1. Grundlagen deutscher Sicherheitspolitik
Berlin, 25.10.2006.
Zwölf Jahre sind seit der Veröffentlichung des letzten Weißbuchs zur Sicherheit Deutschlands und zur Lage der Bundeswehr vergangen.
In dieser Zeit hat sich das internationale Umfeld tief greifend verändert. Mit der Globalisierung eröffnen sich auch für Deutschland neue Chancen. Zugleich bringt der grundlegende Wandel im Sicherheitsumfeld neue Risiken und Bedrohungen mit sich, die sich nicht nur destabilisierend auf Deutschlands unmittelbare Umgebung auswirken, sondern auch die Sicherheit der gesamten internationalen Gemeinschaft berühren. Die Bewältigung dieser neuen Herausforderungen erfordert den Einsatz eines breiten außen-, sicherheits-, verteidigungs- und entwicklungspolitischen Instrumentariums zur frühzeitigen Konflikterkennung, Prävention und Konfliktlösung.
Hierzu leistet die Bundeswehr mit ihrem gesamten Fähigkeitsspektrum einen wesentlichen Beitrag.
Internationaler Terrorismus ist eine zentrale Herausforderung und bedroht Freiheit und Sicherheit. Die Weiterverbreitung von Massenvernichtungswaffen und ihrer Trägermittel entwickelt sich zunehmend zu einer potenziellen Bedrohung auch für Deutschland. Zudem wird Deutschland mit den Folgen innerstaatlicher und regionaler Konflikte, der Destabilisierung und des inneren Zerfalls von Staaten sowie der damit häufig einhergehenden Entstaatlichung von Gewalt konfrontiert.
Die in der Vergangenheit bewährten Strategien zur Abwehr äußerer Gefahren reichen gegen die neuen asymmetrischen Bedrohungen nicht aus.

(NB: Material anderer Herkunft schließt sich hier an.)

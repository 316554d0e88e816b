use std::any::Any;
use std::sync::Arc;

use serde::{Deserialize, Serialize};

/// A type-erased, thread-safe container for node values.
pub type Dynamic = Arc<dyn Any + Send + Sync>;

/// Atomic reference-counted string type used for names, dimensions and tags.
pub type ArcStr = Arc<str>;

/// A 32-byte BLAKE3 hash used for content-addressing.
///
/// In `reckon`, this is the fingerprint of a cached computation: the operator
/// name together with the canonical form of every argument. The hex form is
/// used as the file name of the persisted result.
#[derive(Clone, Copy, PartialEq, Eq, Hash, Default, PartialOrd, Ord, Serialize, Deserialize)]
pub struct Hash32([u8; 32]);

impl<T> From<T> for Hash32
where
    T: Into<[u8; 32]>,
{
    fn from(value: T) -> Self {
        Hash32(value.into())
    }
}

impl Hash32 {
    pub fn hash(buffer: impl AsRef<[u8]>) -> Self {
        blake3::Hasher::new()
            .update(buffer.as_ref())
            .finalize()
            .into()
    }

    pub fn to_hex(self) -> String {
        const HEX: &[u8; 16] = b"0123456789abcdef";
        let mut acc = String::with_capacity(64);

        for &byte in self.0.iter() {
            acc.push(HEX[(byte >> 4) as usize] as char);
            acc.push(HEX[(byte & 0xF) as usize] as char);
        }

        acc
    }

    /// First eight hex digits, for log messages.
    pub fn short(self) -> String {
        let mut hex = self.to_hex();
        hex.truncate(8);
        hex
    }
}

impl std::fmt::Debug for Hash32 {
    fn fmt(&self, f: &mut std::fmt::Formatter<'_>) -> std::fmt::Result {
        write!(f, "Hash32({})", self.to_hex())
    }
}

impl std::fmt::Display for Hash32 {
    fn fmt(&self, f: &mut std::fmt::Formatter<'_>) -> std::fmt::Result {
        f.write_str(&self.to_hex())
    }
}

/// Streaming hasher producing a [`Hash32`].
///
/// Every write is length-prefixed, so that the concatenation of two fields can
/// never collide with a different split of the same bytes.
#[derive(Default, Clone)]
pub struct Blake3Hasher(blake3::Hasher);

impl Blake3Hasher {
    pub fn new() -> Self {
        Self::default()
    }

    pub fn write_tag(&mut self, tag: u8) -> &mut Self {
        self.0.update(&[tag]);
        self
    }

    pub fn write_bytes(&mut self, bytes: &[u8]) -> &mut Self {
        self.0.update(&(bytes.len() as u64).to_le_bytes());
        self.0.update(bytes);
        self
    }

    pub fn write_str(&mut self, s: &str) -> &mut Self {
        self.write_bytes(s.as_bytes())
    }

    pub fn write_u64(&mut self, n: u64) -> &mut Self {
        self.0.update(&n.to_le_bytes());
        self
    }

    pub fn write_i64(&mut self, n: i64) -> &mut Self {
        self.0.update(&n.to_le_bytes());
        self
    }

    /// Hashes the bit pattern of `x`, with all NaNs and both zeros collapsed.
    pub fn write_f64(&mut self, x: f64) -> &mut Self {
        let bits = if x.is_nan() {
            f64::NAN.to_bits()
        } else if x == 0.0 {
            0u64
        } else {
            x.to_bits()
        };
        self.0.update(&bits.to_le_bytes());
        self
    }

    pub fn finish(&self) -> Hash32 {
        let bytes: [u8; 32] = self.0.finalize().into();
        Hash32::from(bytes)
    }
}

impl From<Blake3Hasher> for Hash32 {
    fn from(value: Blake3Hasher) -> Self {
        value.finish()
    }
}
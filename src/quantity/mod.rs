//! Labelled, unit-bearing arrays.
//!
//! A [`Quantity`] is a set of named axes, one `f64` per populated coordinate
//! combination, and a [`Unit`]. The payload lives in one of two backends,
//! dense or sparse, and every operation gives equivalent results regardless
//! of which one is in effect.

mod arith;
mod axis;
mod reduce;
mod storage;
mod table;

use std::collections::BTreeMap;
use std::fmt;

use crate::core::ArcStr;
use crate::error::QuantityError;
use crate::units::Unit;

pub use axis::{Axis, Label};
pub use storage::Backend;
pub use table::Table;

use storage::Storage;

#[derive(Clone)]
pub struct Quantity {
    axes: Vec<Axis>,
    storage: Storage,
    unit: Unit,
    name: Option<ArcStr>,
}

impl Quantity {
    /// A zero-dimensional quantity.
    pub fn scalar(value: f64, unit: Unit) -> Self {
        let mut storage = Storage::empty(Backend::Dense, &[]);
        storage.insert(&[], vec![], value);
        Self {
            axes: vec![],
            storage,
            unit,
            name: None,
        }
    }

    /// Builds a quantity over `axes` from `(labels, value)` pairs, one label
    /// per axis in axis order. The backend is picked from the fill ratio.
    pub fn from_cells<I>(axes: Vec<Axis>, cells: I, unit: Unit) -> Result<Self, QuantityError>
    where
        I: IntoIterator<Item = (Vec<Label>, f64)>,
    {
        check_axes(&axes)?;
        let shape: Vec<usize> = axes.iter().map(Axis::len).collect();

        let mut indexed = BTreeMap::new();
        for (labels, value) in cells {
            if labels.len() != axes.len() {
                return Err(QuantityError::Shape(format!(
                    "expected {} labels per cell, got {}",
                    axes.len(),
                    labels.len()
                )));
            }

            let index = axes
                .iter()
                .zip(&labels)
                .map(|(axis, label)| {
                    axis.position(label)
                        .ok_or_else(|| QuantityError::MissingLabel {
                            dim: axis.name().to_string(),
                            label: label.to_string(),
                        })
                })
                .collect::<Result<Vec<_>, _>>()?;

            if indexed.insert(index, value).is_some() {
                return Err(QuantityError::Overlap {
                    labels: fmt_labels(&labels),
                });
            }
        }

        let backend = Storage::choose(&shape, indexed.len());
        let storage = match backend {
            Backend::Sparse => Storage::Sparse(indexed),
            Backend::Dense => {
                let mut storage = Storage::empty(Backend::Dense, &shape);
                for (index, value) in indexed {
                    storage.insert(&shape, index, value);
                }
                storage
            }
        };

        Ok(Self {
            axes,
            storage,
            unit,
            name: None,
        })
    }

    pub(crate) fn from_storage(axes: Vec<Axis>, storage: Storage, unit: Unit) -> Self {
        Self {
            axes,
            storage,
            unit,
            name: None,
        }
    }

    pub fn unit(&self) -> &Unit {
        &self.unit
    }

    pub fn name(&self) -> Option<&str> {
        self.name.as_deref()
    }

    pub fn axes(&self) -> &[Axis] {
        &self.axes
    }

    pub fn axis(&self, dim: &str) -> Option<&Axis> {
        self.axes.iter().find(|a| a.name() == dim)
    }

    pub fn dims(&self) -> impl ExactSizeIterator<Item = &str> + '_ {
        self.axes.iter().map(Axis::name)
    }

    pub fn ndim(&self) -> usize {
        self.axes.len()
    }

    pub fn shape(&self) -> Vec<usize> {
        self.axes.iter().map(Axis::len).collect()
    }

    /// Number of populated cells.
    pub fn len(&self) -> usize {
        self.storage.populated()
    }

    pub fn is_empty(&self) -> bool {
        self.len() == 0
    }

    pub fn backend(&self) -> Backend {
        self.storage.backend()
    }

    pub fn to_dense(&self) -> Quantity {
        self.with_backend(Backend::Dense)
    }

    pub fn to_sparse(&self) -> Quantity {
        self.with_backend(Backend::Sparse)
    }

    pub fn with_backend(&self, backend: Backend) -> Quantity {
        Self {
            storage: self.storage.convert(&self.shape(), backend),
            ..self.clone()
        }
    }

    /// Value at the given coordinates, one label per axis in axis order.
    pub fn get(&self, labels: &[Label]) -> Option<f64> {
        if labels.len() != self.axes.len() {
            return None;
        }
        let index = self
            .axes
            .iter()
            .zip(labels)
            .map(|(axis, label)| axis.position(label))
            .collect::<Option<Vec<_>>>()?;
        self.storage.get(&self.shape(), &index)
    }

    /// Populated cells as `(labels, value)` pairs, in storage order.
    pub fn cells(&self) -> Vec<(Vec<Label>, f64)> {
        let shape = self.shape();
        self.storage
            .cells(&shape)
            .map(|(index, value)| (self.labels_at(&index), value))
            .collect()
    }

    fn labels_at(&self, index: &[usize]) -> Vec<Label> {
        self.axes
            .iter()
            .zip(index)
            .filter_map(|(axis, &i)| axis.label(i).cloned())
            .collect()
    }

    /// Axis names sorted, and every populated cell with labels in that axis
    /// order, sorted by labels. Independent of backend and axis order.
    pub fn sorted_cells(&self) -> (Vec<&str>, Vec<(Vec<Label>, f64)>) {
        let mut order: Vec<usize> = (0..self.axes.len()).collect();
        order.sort_by(|&a, &b| self.axes[a].name().cmp(self.axes[b].name()));

        let mut cells: Vec<(Vec<Label>, f64)> = self
            .cells()
            .into_iter()
            .map(|(labels, value)| (order.iter().map(|&i| labels[i].clone()).collect(), value))
            .collect();
        cells.sort_by(|a, b| a.0.cmp(&b.0));

        let dims = order.iter().map(|&i| self.axes[i].name()).collect();
        (dims, cells)
    }

    /// The value of a zero-dimensional quantity; `NaN` if it holds no cell.
    pub fn item(&self) -> Result<f64, QuantityError> {
        if !self.axes.is_empty() {
            return Err(QuantityError::NotScalar(
                self.dims().map(String::from).collect(),
            ));
        }
        Ok(self.storage.get(&[], &[]).unwrap_or(f64::NAN))
    }

    pub fn with_name(mut self, name: &str) -> Self {
        self.name = Some(name.into());
        self
    }

    /// Replaces the unit without touching the payload.
    pub fn with_units(mut self, unit: Unit) -> Self {
        self.unit = unit;
        self
    }

    /// Expresses the same values in `unit`, scaling the payload.
    pub fn convert_units(&self, unit: &Unit) -> Result<Quantity, QuantityError> {
        let factor = self.unit.factor_to(unit)?;
        Ok(Self {
            storage: self.storage.map(|x| x * factor),
            unit: unit.clone(),
            ..self.clone()
        })
    }

    /// Multiplies every value by a plain number.
    pub fn scale(&self, factor: f64) -> Quantity {
        Self {
            storage: self.storage.map(|x| x * factor),
            ..self.clone()
        }
    }

    pub fn rename_dim(&self, from: &str, to: &str) -> Result<Quantity, QuantityError> {
        let pos = self.position(from)?;
        if from != to && self.axis(to).is_some() {
            return Err(QuantityError::DuplicateDimension(to.to_string()));
        }

        let mut axes = self.axes.clone();
        axes[pos] = axes[pos].renamed(to);
        Ok(Self {
            axes,
            ..self.clone()
        })
    }

    /// Same axes, same unit and the same populated cells with values within
    /// `tol` (relative to the larger magnitude, or absolute near zero). `NaN`
    /// matches `NaN`.
    pub fn equivalent(&self, other: &Quantity, tol: f64) -> bool {
        if self.unit != other.unit {
            return false;
        }

        let (dims_a, cells_a) = self.sorted_cells();
        let (dims_b, cells_b) = other.sorted_cells();
        if dims_a != dims_b || cells_a.len() != cells_b.len() {
            return false;
        }

        cells_a.iter().zip(&cells_b).all(|((la, a), (lb, b))| {
            la == lb
                && ((a.is_nan() && b.is_nan())
                    || (a - b).abs() <= tol * a.abs().max(b.abs()).max(1.0))
        })
    }

    fn position(&self, dim: &str) -> Result<usize, QuantityError> {
        self.axes
            .iter()
            .position(|a| a.name() == dim)
            .ok_or_else(|| QuantityError::MissingDimension(dim.to_string()))
    }
}

fn check_axes(axes: &[Axis]) -> Result<(), QuantityError> {
    for (i, axis) in axes.iter().enumerate() {
        if axes[..i].iter().any(|a| a.name() == axis.name()) {
            return Err(QuantityError::DuplicateDimension(axis.name().to_string()));
        }
    }
    Ok(())
}

fn fmt_labels(labels: &[Label]) -> String {
    let parts: Vec<String> = labels.iter().map(Label::to_string).collect();
    format!("({})", parts.join(", "))
}

impl fmt::Debug for Quantity {
    fn fmt(&self, f: &mut fmt::Formatter<'_>) -> fmt::Result {
        f.debug_struct("Quantity")
            .field("name", &self.name)
            .field("dims", &self.dims().collect::<Vec<_>>())
            .field("unit", &self.unit)
            .field("backend", &self.backend())
            .field("cells", &self.len())
            .finish()
    }
}

impl fmt::Display for Quantity {
    fn fmt(&self, f: &mut fmt::Formatter<'_>) -> fmt::Result {
        let dims: Vec<&str> = self.dims().collect();
        writeln!(
            f,
            "{} [{}] ({})",
            self.name.as_deref().unwrap_or("<unnamed>"),
            self.unit,
            dims.join(", ")
        )?;
        for (labels, value) in self.cells() {
            writeln!(f, "  {} {value}", fmt_labels(&labels))?;
        }
        Ok(())
    }
}

#[cfg(test)]
pub(crate) mod tests {
    use super::*;

    pub(crate) fn unit(s: &str) -> Unit {
        Unit::parse(s).unwrap()
    }

    /// `dims` with the labels found in `rows`, in order of appearance.
    pub(crate) fn qty(dims: &[&str], rows: &[(&[Label], f64)], u: &str) -> Quantity {
        let table = Table {
            name: None,
            dims: dims.iter().map(|d| d.to_string()).collect(),
            unit: unit(u),
            coords: vec![],
            rows: rows.iter().map(|(l, v)| (l.to_vec(), *v)).collect(),
        };
        Quantity::from_table(table).unwrap()
    }

    pub(crate) fn l(s: &str) -> Label {
        Label::from(s)
    }

    #[test]
    fn test_scalar_item() {
        let q = Quantity::scalar(2.5, Unit::dimensionless());
        assert_eq!(q.item().unwrap(), 2.5);
        assert_eq!(q.ndim(), 0);
        assert_eq!(q.len(), 1);
    }

    #[test]
    fn test_not_scalar() {
        let q = qty(&["x"], &[(&[l("a")], 1.0)], "");
        assert_eq!(q.item(), Err(QuantityError::NotScalar(vec!["x".into()])));
    }

    #[test]
    fn test_from_cells_errors() {
        let axes = vec![Axis::new("x", ["a", "b"]).unwrap()];
        let err = Quantity::from_cells(axes.clone(), [(vec![l("c")], 1.0)], Unit::default())
            .unwrap_err();
        assert!(matches!(err, QuantityError::MissingLabel { .. }));

        let err = Quantity::from_cells(
            axes.clone(),
            [(vec![l("a")], 1.0), (vec![l("a")], 2.0)],
            Unit::default(),
        )
        .unwrap_err();
        assert!(matches!(err, QuantityError::Overlap { .. }));

        let dup = vec![axes[0].clone(), axes[0].clone()];
        let none = Vec::<(Vec<Label>, f64)>::new();
        let err = Quantity::from_cells(dup, none, Unit::default()).unwrap_err();
        assert_eq!(err, QuantityError::DuplicateDimension("x".into()));
    }

    #[test]
    fn test_automatic_sparse() {
        let a = Axis::new("a", 0..100).unwrap();
        let b = Axis::new("b", 0..100).unwrap();
        let cells = (0..10).map(|i| (vec![Label::Int(i), Label::Int(i)], 1.0));
        let q = Quantity::from_cells(vec![a, b], cells, Unit::default()).unwrap();
        assert_eq!(q.backend(), Backend::Sparse);
        assert_eq!(q.len(), 10);
        assert_eq!(q.get(&[Label::Int(3), Label::Int(3)]), Some(1.0));
        assert_eq!(q.get(&[Label::Int(3), Label::Int(4)]), None);
    }

    #[test]
    fn test_high_cardinality_sparse() {
        let axes: Vec<Axis> = (0..10)
            .map(|i| Axis::new(&format!("d{i}"), 0..100).unwrap())
            .collect();
        let cells = (0..5).map(|i| (vec![Label::Int(i); 10], i as f64));
        let q = Quantity::from_cells(axes, cells, Unit::default()).unwrap();

        assert_eq!(q.backend(), Backend::Sparse);
        assert_eq!(q.len(), 5);
        assert_eq!(q.get(&vec![Label::Int(4); 10]), Some(4.0));
        assert_eq!(q.to_dense().backend(), Backend::Sparse);

        let total = q.sum(&["d0", "d1", "d2", "d3", "d4"]).unwrap();
        assert_eq!(total.backend(), Backend::Sparse);
        assert_eq!(total.sum::<&str>(&[]).unwrap().item().unwrap(), 10.0);
    }

    #[test]
    fn test_nan_cells_kept() {
        let axes = vec![Axis::new("x", ["a", "b"]).unwrap()];
        let cells = [(vec![l("a")], f64::NAN), (vec![l("b")], 1.0)];
        let q = Quantity::from_cells(axes, cells, Unit::default()).unwrap();

        assert_eq!(q.len(), 2);
        assert!(q.equivalent(&q.to_sparse(), 0.0));
        assert!(!q.equivalent(&q.sel("x", &[l("b")]).unwrap(), 0.0));
    }

    #[test]
    fn test_convert_units() {
        let q = qty(&["x"], &[(&[l("a")], 2.0)], "kg");
        let g = q.convert_units(&unit("g")).unwrap();
        assert_eq!(g.get(&[l("a")]), Some(2000.0));
        assert_eq!(g.unit().to_string(), "g");

        assert!(q.convert_units(&unit("s")).is_err());
    }

    #[test]
    fn test_rename_dim() {
        let q = qty(&["x", "y"], &[(&[l("a"), l("b")], 1.0)], "");
        let r = q.rename_dim("x", "z").unwrap();
        assert_eq!(r.dims().collect::<Vec<_>>(), ["z", "y"]);
        assert_eq!(
            q.rename_dim("x", "y").unwrap_err(),
            QuantityError::DuplicateDimension("y".into())
        );
        assert_eq!(
            q.rename_dim("w", "v").unwrap_err(),
            QuantityError::MissingDimension("w".into())
        );
    }

    #[test]
    fn test_equivalent_ignores_backend_and_axis_order() {
        let a = qty(&["x", "y"], &[(&[l("a"), l("b")], 1.0)], "kg");
        let b = qty(&["y", "x"], &[(&[l("b"), l("a")], 1.0 + 1e-12)], "kg");
        assert!(a.equivalent(&b.to_sparse(), 1e-9));
        assert!(!a.equivalent(&b.with_units(unit("g")), 1e-9));
    }
}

Die Sicherheitspolitik steht heute vor neuen und zunehmend komplexeren Herausforderungen. Deshalb bedarf es für eine wirksame Sicherheitsvorsorge eines präventiven, effektiven und kohärenten Zusammenwirkens im nationalen wie internationalen Rahmen, einschließlich einer wirksamen Ursachenbekämpfung. Dies erfordert, Risiken und Bedrohungen für unsere Sicherheit vorzubeugen und ihnen rechtzeitig dort zu begegnen, wo sie entstehen.